(What you are asked to do) Please find every line in the records below that contains the word "super", and copy it.

(Records supplied)

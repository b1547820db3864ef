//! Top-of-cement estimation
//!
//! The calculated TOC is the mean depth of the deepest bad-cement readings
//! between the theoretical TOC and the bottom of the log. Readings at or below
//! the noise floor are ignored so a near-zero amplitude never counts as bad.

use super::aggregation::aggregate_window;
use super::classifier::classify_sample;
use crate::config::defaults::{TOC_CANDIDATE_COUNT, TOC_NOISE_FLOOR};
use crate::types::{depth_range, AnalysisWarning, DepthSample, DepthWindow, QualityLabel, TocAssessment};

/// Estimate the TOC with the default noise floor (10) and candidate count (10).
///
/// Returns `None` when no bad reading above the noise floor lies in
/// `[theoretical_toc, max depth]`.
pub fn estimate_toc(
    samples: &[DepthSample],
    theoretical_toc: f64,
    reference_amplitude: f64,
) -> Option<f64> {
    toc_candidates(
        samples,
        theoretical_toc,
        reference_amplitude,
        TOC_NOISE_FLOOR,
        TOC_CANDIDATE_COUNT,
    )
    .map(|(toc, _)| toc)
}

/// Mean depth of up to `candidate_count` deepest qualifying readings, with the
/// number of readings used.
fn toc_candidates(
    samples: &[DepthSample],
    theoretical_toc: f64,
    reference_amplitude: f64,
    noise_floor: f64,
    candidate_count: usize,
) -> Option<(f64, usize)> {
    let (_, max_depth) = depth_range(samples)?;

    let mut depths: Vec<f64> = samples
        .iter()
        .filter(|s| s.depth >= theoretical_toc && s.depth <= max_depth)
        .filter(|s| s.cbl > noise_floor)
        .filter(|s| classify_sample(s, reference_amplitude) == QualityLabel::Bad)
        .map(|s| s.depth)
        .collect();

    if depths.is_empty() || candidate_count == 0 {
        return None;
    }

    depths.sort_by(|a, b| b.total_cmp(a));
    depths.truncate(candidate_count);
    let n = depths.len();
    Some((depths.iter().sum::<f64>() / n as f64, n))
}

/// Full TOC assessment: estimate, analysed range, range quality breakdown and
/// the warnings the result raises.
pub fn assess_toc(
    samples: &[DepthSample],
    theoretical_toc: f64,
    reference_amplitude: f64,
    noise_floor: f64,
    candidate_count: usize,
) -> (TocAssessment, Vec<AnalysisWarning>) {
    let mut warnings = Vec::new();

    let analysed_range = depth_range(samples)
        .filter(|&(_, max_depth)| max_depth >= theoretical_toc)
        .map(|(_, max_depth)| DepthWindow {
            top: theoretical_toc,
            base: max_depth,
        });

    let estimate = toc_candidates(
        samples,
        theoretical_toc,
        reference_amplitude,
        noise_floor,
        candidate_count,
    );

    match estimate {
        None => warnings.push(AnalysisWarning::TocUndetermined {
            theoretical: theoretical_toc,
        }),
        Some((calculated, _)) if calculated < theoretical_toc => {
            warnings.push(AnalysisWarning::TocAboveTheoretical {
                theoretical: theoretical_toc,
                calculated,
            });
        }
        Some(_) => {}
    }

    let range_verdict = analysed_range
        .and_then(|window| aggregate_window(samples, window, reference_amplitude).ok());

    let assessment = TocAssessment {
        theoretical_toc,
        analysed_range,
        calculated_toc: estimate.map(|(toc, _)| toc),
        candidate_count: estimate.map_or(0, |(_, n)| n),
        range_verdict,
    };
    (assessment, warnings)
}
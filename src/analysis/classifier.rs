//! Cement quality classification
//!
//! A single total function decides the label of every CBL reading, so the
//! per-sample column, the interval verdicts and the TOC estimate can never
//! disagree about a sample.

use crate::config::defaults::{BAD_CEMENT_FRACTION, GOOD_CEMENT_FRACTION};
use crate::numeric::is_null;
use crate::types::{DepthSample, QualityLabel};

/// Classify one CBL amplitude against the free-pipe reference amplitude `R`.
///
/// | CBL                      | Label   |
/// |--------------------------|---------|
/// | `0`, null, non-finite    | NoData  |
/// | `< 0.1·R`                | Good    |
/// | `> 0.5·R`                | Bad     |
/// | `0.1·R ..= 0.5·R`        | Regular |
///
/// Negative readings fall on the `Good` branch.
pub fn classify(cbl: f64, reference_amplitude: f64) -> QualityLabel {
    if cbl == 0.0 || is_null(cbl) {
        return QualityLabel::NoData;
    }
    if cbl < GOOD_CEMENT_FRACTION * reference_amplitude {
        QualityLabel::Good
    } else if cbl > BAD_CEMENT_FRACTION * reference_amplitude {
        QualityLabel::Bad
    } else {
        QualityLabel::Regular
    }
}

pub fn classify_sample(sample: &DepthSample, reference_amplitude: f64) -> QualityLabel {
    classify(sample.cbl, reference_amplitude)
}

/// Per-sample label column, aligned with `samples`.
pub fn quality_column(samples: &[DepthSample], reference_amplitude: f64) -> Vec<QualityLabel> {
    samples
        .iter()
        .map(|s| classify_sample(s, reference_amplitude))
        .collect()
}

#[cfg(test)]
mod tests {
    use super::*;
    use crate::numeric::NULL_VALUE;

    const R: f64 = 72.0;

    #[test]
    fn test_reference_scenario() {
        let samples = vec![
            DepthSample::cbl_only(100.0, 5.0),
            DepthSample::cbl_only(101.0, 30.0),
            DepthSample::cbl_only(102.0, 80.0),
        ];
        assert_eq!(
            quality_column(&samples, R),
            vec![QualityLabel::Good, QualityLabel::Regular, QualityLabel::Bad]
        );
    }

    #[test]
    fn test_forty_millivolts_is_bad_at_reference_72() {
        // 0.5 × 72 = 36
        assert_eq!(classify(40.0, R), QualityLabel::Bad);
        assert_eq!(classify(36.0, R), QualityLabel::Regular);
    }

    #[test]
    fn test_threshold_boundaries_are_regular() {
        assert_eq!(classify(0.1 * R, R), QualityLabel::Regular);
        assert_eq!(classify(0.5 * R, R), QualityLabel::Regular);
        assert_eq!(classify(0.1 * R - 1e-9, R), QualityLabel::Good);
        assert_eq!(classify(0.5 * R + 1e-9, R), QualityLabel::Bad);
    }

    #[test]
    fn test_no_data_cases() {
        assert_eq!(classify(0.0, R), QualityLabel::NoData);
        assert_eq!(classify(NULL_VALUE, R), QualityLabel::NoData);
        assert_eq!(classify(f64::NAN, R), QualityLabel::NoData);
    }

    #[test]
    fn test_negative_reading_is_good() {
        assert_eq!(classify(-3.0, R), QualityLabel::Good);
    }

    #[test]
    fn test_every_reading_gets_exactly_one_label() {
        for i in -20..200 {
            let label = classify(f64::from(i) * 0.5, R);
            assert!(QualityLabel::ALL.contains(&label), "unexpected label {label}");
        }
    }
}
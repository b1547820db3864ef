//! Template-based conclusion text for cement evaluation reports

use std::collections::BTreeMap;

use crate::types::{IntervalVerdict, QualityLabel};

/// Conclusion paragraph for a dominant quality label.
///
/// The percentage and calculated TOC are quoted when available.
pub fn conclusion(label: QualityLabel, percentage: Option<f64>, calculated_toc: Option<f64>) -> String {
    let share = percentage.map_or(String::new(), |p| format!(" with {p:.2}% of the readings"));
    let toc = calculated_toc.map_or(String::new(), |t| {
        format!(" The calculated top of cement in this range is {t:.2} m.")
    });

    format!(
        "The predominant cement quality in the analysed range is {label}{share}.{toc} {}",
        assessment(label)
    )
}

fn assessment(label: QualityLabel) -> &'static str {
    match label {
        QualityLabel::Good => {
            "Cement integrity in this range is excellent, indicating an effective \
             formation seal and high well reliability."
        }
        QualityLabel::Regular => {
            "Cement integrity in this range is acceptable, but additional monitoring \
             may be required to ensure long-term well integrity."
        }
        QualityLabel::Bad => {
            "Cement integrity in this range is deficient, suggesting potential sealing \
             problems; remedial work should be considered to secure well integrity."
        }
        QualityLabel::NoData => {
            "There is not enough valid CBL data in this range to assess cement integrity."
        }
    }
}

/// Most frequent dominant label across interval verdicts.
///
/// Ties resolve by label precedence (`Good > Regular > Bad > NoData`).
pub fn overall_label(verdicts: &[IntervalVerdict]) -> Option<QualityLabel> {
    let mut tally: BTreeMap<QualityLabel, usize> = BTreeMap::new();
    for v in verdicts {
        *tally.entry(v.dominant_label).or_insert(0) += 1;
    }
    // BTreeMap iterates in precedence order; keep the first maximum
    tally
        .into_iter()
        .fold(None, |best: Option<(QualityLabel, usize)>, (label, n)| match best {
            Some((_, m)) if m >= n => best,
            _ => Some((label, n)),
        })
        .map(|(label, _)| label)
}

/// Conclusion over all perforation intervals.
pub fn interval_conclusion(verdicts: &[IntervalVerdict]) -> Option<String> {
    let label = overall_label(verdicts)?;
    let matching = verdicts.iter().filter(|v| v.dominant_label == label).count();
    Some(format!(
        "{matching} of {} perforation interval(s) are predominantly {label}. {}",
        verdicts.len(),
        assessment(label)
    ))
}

(Result of this task)
use super::aggregation::aggregate_window;
use super::classifier::classify_sample;
    use super::*;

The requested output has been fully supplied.